I wasn’t the only one who looked forward to having Lily on my shift. All the dietary aids did, as much as our supervisor, the chefs, the dietitians, nurses, and residents. Because she was one of the hardest working people I’d ever met. She’d help anyone, it didn’t matter if it was her job or not to do so, or if she was even still on the clock. She never complained or groveled about how shitty that job was like the rest of us. She was patient and smart, and wholly compassionate. Lily was religious yet still had a wicked sense of humor, and picked up on my subtle and sarcastic comments and I was thrilled to have her as an audience member in that hell hole. Her happiness and warmth was contagious, and never damped by the maladies of the nursing home, making her one of those very rare and special people in the world.
This is not meant to be a cautionary tale, but might as well— Lily died of breast cancer. Because she was overly hard working, she still worked during treatment, as her once boundless energy was becoming evidently as thinning as her hair. She told me she noticed the lump months ago and ignored it. I wanted to shake her. She was too smart of a person to make that mistake. Why Lily? Goddamnit. She was optimistic, still. But sometimes hopes are just not enough. And after a couple weeks of not seeing her, and not hearing good news, I knew the day would come where I’d walk in and someone would tell me she was dead, and I hated going to work even more than I already did.

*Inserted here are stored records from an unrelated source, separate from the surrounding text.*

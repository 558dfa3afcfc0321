//! Member entity - represents a user's membership in a guild

use serde::{Deserialize, Serialize};
use serde_json::Value;

use crate::error::DomainError;
use crate::value_objects::Snowflake;

/// Guild member entity (junction between User and Guild)
#[derive(Debug, Clone, PartialEq, Eq, Serialize, Deserialize)]
pub struct GuildMember {
    #[serde(default)]
    pub guild_id: Snowflake,
    #[serde(default, skip_deserializing)]
    pub user_id: Snowflake,
    #[serde(default)]
    pub nick: Option<String>,
    #[serde(default)]
    pub roles: Vec<Snowflake>,
    #[serde(default)]
    pub joined_at: Option<String>,
}

impl GuildMember {
    /// Create a new GuildMember
    #[must_use]
    pub fn new(guild_id: Snowflake, user_id: Snowflake) -> Self {
        Self {
            guild_id,
            user_id,
            nick: None,
            roles: Vec::new(),
            joined_at: None,
        }
    }

    /// Parse a member object payload (with nested `user`) for `guild_id`
    pub fn from_json(data: &Value, guild_id: Snowflake) -> Result<Self, DomainError> {
        let mut member = Self::deserialize(data)?;
        member.guild_id = guild_id;
        member.user_id = data
            .get("user")
            .and_then(|user| user.get("id"))
            .and_then(Snowflake::from_json)
            .ok_or(DomainError::MissingField("user.id"))?;
        Ok(member)
    }

    /// Get display name (nickname if set, otherwise fallback)
    pub fn display_name<'a>(&'a self, username: &'a str) -> &'a str {
        self.nick.as_deref().unwrap_or(username)
    }

    /// Check if member has a specific role
    #[inline]
    pub fn has_role(&self, role_id: Snowflake) -> bool {
        self.roles.contains(&role_id)
    }
}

That place was littered with selfish, dead on the inside, bitter mother fuckers. God, I couldn’t understand why half the people there (employees or residents) didn’t just kill themselves. They brought no sparkle to the world, and weren’t even capable of seeing it. They were black holes, and I couldn’t help but wish they were dead instead. Fuck! I’d trade places with Lily. She was a better person than myself, and I was a better person back then than I am now. We didn’t deserve this life as much as she did. Because she was never anything less than grateful. She’d laugh and listen to your stories, offer fair and logical advice. She didn’t gossip. She always busted her ass. She was not only immune to toxic bullshit, she seemed to cast it away just by being around.

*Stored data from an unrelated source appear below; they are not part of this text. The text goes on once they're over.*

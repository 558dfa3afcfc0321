//! User entity - represents a platform user account

use serde::{Deserialize, Serialize};
use serde_json::Value;

use crate::error::DomainError;
use crate::value_objects::Snowflake;

/// User entity
#[derive(Debug, Clone, PartialEq, Eq, Serialize, Deserialize)]
pub struct User {
    pub id: Snowflake,
    #[serde(default)]
    pub username: String,
    #[serde(default)]
    pub discriminator: String,
    #[serde(default)]
    pub avatar: Option<String>,
    #[serde(default)]
    pub bot: bool,
}

impl User {
    /// Create a new User with required fields
    #[must_use]
    pub fn new(id: Snowflake, username: impl Into<String>, discriminator: impl Into<String>) -> Self {
        Self {
            id,
            username: username.into(),
            discriminator: discriminator.into(),
            avatar: None,
            bot: false,
        }
    }

    /// Parse a user object payload
    pub fn from_json(data: &Value) -> Result<Self, DomainError> {
        Ok(Self::deserialize(data)?)
    }

    /// Get the full tag (username#discriminator)
    pub fn tag(&self) -> String {
        format!("{}#{}", self.username, self.discriminator)
    }

    /// Check if user has a custom avatar
    #[inline]
    pub fn has_avatar(&self) -> bool {
        self.avatar.is_some()
    }
}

Lily was purely good, happy, and peaceful. She didn’t have to die to find peace like half of us will. Lily was exceptional, and I remember, going to the wake, and realizing just how many people saw it too. As it turns out, I’m not even remotely desensitized to loss. Grief is painful, but the depth of the wound can measure of the amount of joy felt before loss. I guess I find solace in that.
I still worked there for a year or so after she died. It really was never the same. When I finally quit that job, I thought of her less and less. Now, I hardly think about Lily, to be honest. I never knew her outside of work, but I was happy to know her at all. But at the mention of the flower, her face still pops up in my mind. And I think of her family. Her husband, her kids, brothers, sisters, whomever…. and I wonder if they carry with them the same light she had, and how that can ripple outward. I don’t know them, so I simply have no evidence to back it up, but I believe they do, and in that way Lily shines on. I believe that for no other reason than I think the idea is lovely, and I want to believe it.